Learn how four experts are gaining the attention and respect of public health and government organizations—and proving our industry and its professionals are key parts of the health ecosystem.

Woman cheering to show essential fitness

Fitness professionals don’t need evidence that we are essential to the healthcare ecosystem. To truly Inspire the World to Fitness®—and secure our future success—it’s vital that we promote this viewpoint beyond our clients and industry partners and gain the attention and support of governments and public health professionals.

As an essential first step, 2022 IDEA® World Convention featured the session “Becoming Essential: Next Steps to Align and Advance the Exercise Profession.” Its focus: How to learn from other allied healthcare providers, identify future opportunities for our industry and chart a path forward.

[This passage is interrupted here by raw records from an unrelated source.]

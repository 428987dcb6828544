//! Offline supply auditor for the Citrate ledger.
//!
//! Loads a ledger snapshot, runs the registered supply invariants through the
//! block runner and reports the outcome.

pub mod audit;
pub mod config;
pub mod logging;
pub mod metrics;

pub use audit::{build_registry, build_runner, format_audit, load_snapshot, run_check, CheckRequest};
pub use config::AuditorConfig;
// citrate/core/primitives/src/lib.rs

//! Ledger primitives shared by the supply checks: integral coin vectors,
//! 18-digit fixed-point decimals and their fractional coin vectors, and
//! account addresses.

pub mod address;
pub mod coins;
pub mod dec_coins;
pub mod decimal;
pub mod error;

pub use address::Address;
pub use coins::{validate_denom, Coin, Coins};
pub use dec_coins::{DecCoin, DecCoins};
pub use decimal::{Dec, PRECISION};
pub use error::CoinError;

/// Re-exported so downstream crates name the same integer type.
pub use primitive_types::U256;
// citrate/core/supply/src/invariants/total_supply.rs

//! Total supply reconciliation.
//!
//! The community pool and outstanding rewards are fractional. Each is
//! truncated on its own; the two sub-unit remainders are then summed and
//! truncated again so that a combined remainder of one unit or more is
//! credited back as `carry`. Whatever stays below one unit after that second
//! truncation is dropped and never counted.

use super::{Invariant, TOTAL_SUPPLY_ROUTE};
use crate::error::{FieldMismatch, SupplyError, SupplyField};
use crate::snapshot::LedgerSnapshot;
use citrate_primitives::{Coins, DecCoins};
use tracing::trace;

/// Every term of a reconstructed total supply
#[derive(Debug, Clone, PartialEq, Eq)]
pub struct Reconciliation {
    pub circulating: Coins,
    pub modules: Coins,
    pub bonded: Coins,
    pub collected_fees: Coins,
    pub community_pool: Coins,
    pub rewards: Coins,
    /// Whole units recovered from the summed remainders
    pub carry: Coins,
    /// Precision dropped after the second truncation, below one unit per denom
    pub discarded: DecCoins,
    pub reconstructed: Coins,
    pub recorded: Coins,
}

impl Reconciliation {
    pub fn is_balanced(&self) -> bool {
        self.reconstructed == self.recorded
    }
}

/// Rebuild the total supply from the supplier record and external pools.
///
/// Trusts the record's circulating and module fields; cross-checking those
/// against accounts is [`super::SupplierInvariant`]'s job.
pub fn reconcile_total_supply(snapshot: &dyn LedgerSnapshot) -> Result<Reconciliation, SupplyError> {
    let supplier = snapshot.supplier()?;

    let bonded = Coins::from(snapshot.bonded_supply()?);
    let collected_fees = snapshot.collected_fees()?;
    let (community_pool, community_change) = snapshot.community_pool()?.truncate_decimal();
    let (rewards, rewards_change) = snapshot.outstanding_rewards()?.truncate_decimal();

    let (carry, discarded) = community_change.checked_add(&rewards_change)?.truncate_decimal();

    let reconstructed = [
        &supplier.modules_supply,
        &bonded,
        &collected_fees,
        &community_pool,
        &rewards,
        &carry,
    ]
    .into_iter()
    .try_fold(supplier.circulating_supply.clone(), |acc, term| acc.checked_add(term))?;

    if !discarded.is_empty() {
        trace!("Total supply reconciliation dropped sub-unit remainder {}", discarded);
    }

    Ok(Reconciliation {
        circulating: supplier.circulating_supply,
        modules: supplier.modules_supply,
        bonded,
        collected_fees,
        community_pool,
        rewards,
        carry,
        discarded,
        reconstructed,
        recorded: supplier.total_supply,
    })
}

/// Checks the supplier record's total supply against the sum of every
/// token-holding pool.
#[derive(Debug, Clone, Copy, Default)]
pub struct TotalSupplyInvariant;

impl Invariant for TotalSupplyInvariant {
    fn route(&self) -> &'static str {
        TOTAL_SUPPLY_ROUTE
    }

    fn check(&self, snapshot: &dyn LedgerSnapshot) -> Result<(), SupplyError> {
        let reconciliation = reconcile_total_supply(snapshot)?;
        if reconciliation.is_balanced() {
            return Ok(());
        }

        Err(SupplyError::InvariantViolation {
            route: TOTAL_SUPPLY_ROUTE,
            mismatches: vec![FieldMismatch {
                field: SupplyField::TotalSupply,
                recorded: reconciliation.recorded,
                computed: reconciliation.reconstructed,
            }],
        })
    }
}
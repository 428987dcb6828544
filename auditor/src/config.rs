use crate::audit::normalize_route;
use citrate_supply::RunnerConfig;
use serde::{Deserialize, Serialize};
use std::collections::BTreeMap;
use std::path::Path;

/// Auditor configuration
#[derive(Debug, Clone, Default, Serialize, Deserialize)]
pub struct AuditorConfig {
    /// Invariant scheduling and routing
    #[serde(default)]
    pub invariants: InvariantsConfig,

    /// Logging configuration
    #[serde(default)]
    pub logging: LoggingConfig,
}

#[derive(Debug, Clone, Serialize, Deserialize)]
pub struct InvariantsConfig {
    /// Run every N blocks (0 disables block-driven checks)
    #[serde(default = "default_check_period")]
    pub check_period: u64,

    /// Exit with failure when any invariant is broken
    #[serde(default = "default_halt")]
    pub halt_on_violation: bool,

    /// Routes to run, e.g. "supply/total-supply" or "supplier". Empty runs all.
    #[serde(default)]
    pub routes: Vec<String>,
}

fn default_check_period() -> u64 {
    1
}

fn default_halt() -> bool {
    true
}

impl Default for InvariantsConfig {
    fn default() -> Self {
        Self {
            check_period: default_check_period(),
            halt_on_violation: default_halt(),
            routes: Vec::new(),
        }
    }
}

impl InvariantsConfig {
    /// Configured routes as full registry keys; bare names belong to the
    /// supply module
    pub fn route_keys(&self) -> Vec<String> {
        self.routes.iter().map(|r| normalize_route(r.trim())).collect()
    }

    pub fn runner_config(&self) -> RunnerConfig {
        RunnerConfig {
            check_period: self.check_period,
            halt_on_violation: self.halt_on_violation,
        }
    }
}

#[derive(Debug, Clone, Serialize, Deserialize)]
pub struct LoggingConfig {
    /// Default level filter, overridden by RUST_LOG
    #[serde(default = "default_level")]
    pub level: String,

    /// pretty, compact or json
    #[serde(default = "default_format")]
    pub format: String,

    #[serde(default = "default_ansi")]
    pub ansi_colors: bool,

    /// Per-target levels, e.g. `citrate_supply = "trace"`
    #[serde(default)]
    pub targets: BTreeMap<String, String>,
}

fn default_level() -> String {
    "info".to_string()
}

fn default_format() -> String {
    "pretty".to_string()
}

fn default_ansi() -> bool {
    true
}

impl Default for LoggingConfig {
    fn default() -> Self {
        Self {
            level: default_level(),
            format: default_format(),
            ansi_colors: default_ansi(),
            targets: BTreeMap::new(),
        }
    }
}

impl AuditorConfig {
    /// Validate the configuration
    pub fn validate(&self) -> Result<(), String> {
        if let Some(bad) = self
            .invariants
            .route_keys()
            .into_iter()
            .find(|key| key.split('/').any(str::is_empty))
        {
            return Err(format!(
                "Invalid route key {:?}: expected \"<route>\" or \"<module>/<route>\"",
                bad
            ));
        }
        Ok(())
    }

    /// Load from file
    pub fn from_file(path: &Path) -> anyhow::Result<Self> {
        let content = std::fs::read_to_string(path)?;
        let config: AuditorConfig = toml::from_str(&content)?;
        config.validate().map_err(anyhow::Error::msg)?;
        Ok(config)
    }

    /// Save to file
    pub fn save(&self, path: &Path) -> anyhow::Result<()> {
        let content = toml::to_string_pretty(self)?;
        if let Some(parent) = path.parent() {
            std::fs::create_dir_all(parent)?;
        }
        std::fs::write(path, content)?;
        Ok(())
    }
}
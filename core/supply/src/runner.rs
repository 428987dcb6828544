// citrate/core/supply/src/runner.rs

//! Block-driven invariant runner.
//!
//! The runner decides when registered invariants execute and what a failure
//! means for the host. It never stops the process itself; it hands back a
//! [`RunnerDecision`] and the host acts on it.

use crate::registry::{InvariantRegistry, InvariantReport};
use crate::snapshot::LedgerSnapshot;
use serde::{Deserialize, Serialize};
use tracing::{error, info, warn};

#[derive(Debug, Clone, Serialize, Deserialize)]
pub struct RunnerConfig {
    /// Run every `check_period` blocks; 0 disables block-driven checks
    #[serde(default = "default_check_period")]
    pub check_period: u64,

    /// Ask the host to halt when any invariant fails
    #[serde(default = "default_halt_on_violation")]
    pub halt_on_violation: bool,
}

fn default_check_period() -> u64 {
    1
}

fn default_halt_on_violation() -> bool {
    true
}

impl Default for RunnerConfig {
    fn default() -> Self {
        Self {
            check_period: default_check_period(),
            halt_on_violation: default_halt_on_violation(),
        }
    }
}

#[derive(Debug, Clone, Copy, PartialEq, Eq)]
pub enum RunnerDecision {
    /// Not scheduled at this height
    Skipped,
    /// All invariants passed, or failures are configured as non-fatal
    Continue,
    /// At least one invariant failed and state transitions must stop
    Halt,
}

/// Reports from one scheduled run
#[derive(Debug, Clone)]
pub struct BlockAudit {
    pub height: u64,
    pub decision: RunnerDecision,
    pub reports: Vec<InvariantReport>,
}

impl BlockAudit {
    pub fn failures(&self) -> impl Iterator<Item = &InvariantReport> {
        self.reports.iter().filter(|r| !r.is_ok())
    }
}

pub struct InvariantRunner {
    registry: InvariantRegistry,
    config: RunnerConfig,
}

impl InvariantRunner {
    pub fn new(registry: InvariantRegistry, config: RunnerConfig) -> Self {
        Self { registry, config }
    }

    pub fn registry(&self) -> &InvariantRegistry {
        &self.registry
    }

    pub fn config(&self) -> &RunnerConfig {
        &self.config
    }

    pub fn is_scheduled(&self, height: u64) -> bool {
        self.config.check_period != 0 && height % self.config.check_period == 0
    }

    /// Called once per committed block
    pub fn on_block(&self, height: u64, snapshot: &dyn LedgerSnapshot) -> BlockAudit {
        if !self.is_scheduled(height) {
            return BlockAudit {
                height,
                decision: RunnerDecision::Skipped,
                reports: Vec::new(),
            };
        }
        self.run_now(height, snapshot)
    }

    /// Run every registered invariant regardless of schedule
    pub fn run_now(&self, height: u64, snapshot: &dyn LedgerSnapshot) -> BlockAudit {
        let reports = self.registry.run_all(snapshot);

        for report in &reports {
            match &report.outcome {
                Ok(()) => info!(
                    "Invariant {} passed at height {} ({:?})",
                    report.key, height, report.elapsed
                ),
                Err(e) if e.is_violation() => {
                    error!("Invariant {} broken at height {}: {}", report.key, height, e)
                }
                Err(e) => warn!(
                    "Invariant {} could not be evaluated at height {}: {}",
                    report.key, height, e
                ),
            }
        }

        let failed = reports.iter().any(|r| !r.is_ok());
        let decision = if failed && self.config.halt_on_violation {
            RunnerDecision::Halt
        } else {
            RunnerDecision::Continue
        };

        if decision == RunnerDecision::Halt {
            error!("Supply invariants failed at height {}; halting state transitions", height);
        }

        BlockAudit {
            height,
            decision,
            reports,
        }
    }
}

#[cfg(test)]
mod tests {
    use super::*;
    use crate::registry::register_supply_invariants;
    use crate::snapshot::MemorySnapshot;
    use crate::supplier::Supplier;
    use chrono::Utc;

    fn runner(config: RunnerConfig) -> InvariantRunner {
        let mut registry = InvariantRegistry::new();
        register_supply_invariants(&mut registry).unwrap();
        InvariantRunner::new(registry, config)
    }

    fn broken_snapshot() -> MemorySnapshot {
        let mut supplier = Supplier::default();
        supplier.total_supply = "1atom".parse().unwrap();
        MemorySnapshot::new(4, Utc::now()).with_supplier(supplier)
    }

    #[test]
    fn test_check_period() {
        let r = runner(RunnerConfig {
            check_period: 5,
            halt_on_violation: true,
        });
        assert!(r.is_scheduled(0));
        assert!(!r.is_scheduled(4));
        assert!(r.is_scheduled(10));

        let audit = r.on_block(4, &broken_snapshot());
        assert_eq!(audit.decision, RunnerDecision::Skipped);
        assert!(audit.reports.is_empty());
    }

    #[test]
    fn test_period_zero_disables() {
        let r = runner(RunnerConfig {
            check_period: 0,
            halt_on_violation: true,
        });
        assert!(!r.is_scheduled(0));
        assert_eq!(r.on_block(0, &broken_snapshot()).decision, RunnerDecision::Skipped);
    }

    #[test]
    fn test_violation_halts() {
        let r = runner(RunnerConfig::default());
        let audit = r.on_block(4, &broken_snapshot());
        assert_eq!(audit.decision, RunnerDecision::Halt);
        let failed: Vec<_> = audit.failures().map(|f| f.key.as_str()).collect();
        assert_eq!(failed, vec!["supply/total-supply"]);
    }

    #[test]
    fn test_violation_without_halt_continues() {
        let r = runner(RunnerConfig {
            check_period: 1,
            halt_on_violation: false,
        });
        let audit = r.on_block(4, &broken_snapshot());
        assert_eq!(audit.decision, RunnerDecision::Continue);
        assert_eq!(audit.failures().count(), 1);
    }

    #[test]
    fn test_unavailable_collaborator_is_a_failure() {
        let r = runner(RunnerConfig::default());
        let mut snapshot = MemorySnapshot::new(1, Utc::now());
        snapshot.accounts = None;
        let audit = r.run_now(1, &snapshot);
        assert_eq!(audit.decision, RunnerDecision::Halt);
        assert_eq!(audit.failures().count(), 1);
    }
}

This article reflects a digest of the live panel discussion, which was recorded and transcribed. It highlights the questions, answers and insights that emerged during the 90-minute roundtable about fitness being essential. The quotes have been edited for brevity and clarity and, in some cases, answers from similar topics have been grouped together. For the full video recording, which includes many other compelling and often encouraging insights on what’s being done by these panelists and the organizations they work with and within, visit www.ideafit.com/webinar/becoming-essential-next-steps-to-align-and-advance-the-exercise-profession.

Introducing Our Panelists

Brian Biagioli, EdD, is graduate program director in applied physiology at the University of Miami. He is also executive director for the National Council on Strength and Fitness and chairman of the board for the International Confederation of Registers for Exercise Professionals. He has 20 years of research expertise in professional standard settings, where his work is represented across several national and international initiatives in the health, fitness and sport sectors.

Graham Melstrand is executive vice president of community health and wellness for the American Council on Exercise and an ACE-certified personal trainer. He serves as the president of the board for the Coalition for the Registration of Exercise Professionals, which operates the US Registry of Exercise Professionals™, and he is president of the board for Washington, D.C.–based Activity Alliance.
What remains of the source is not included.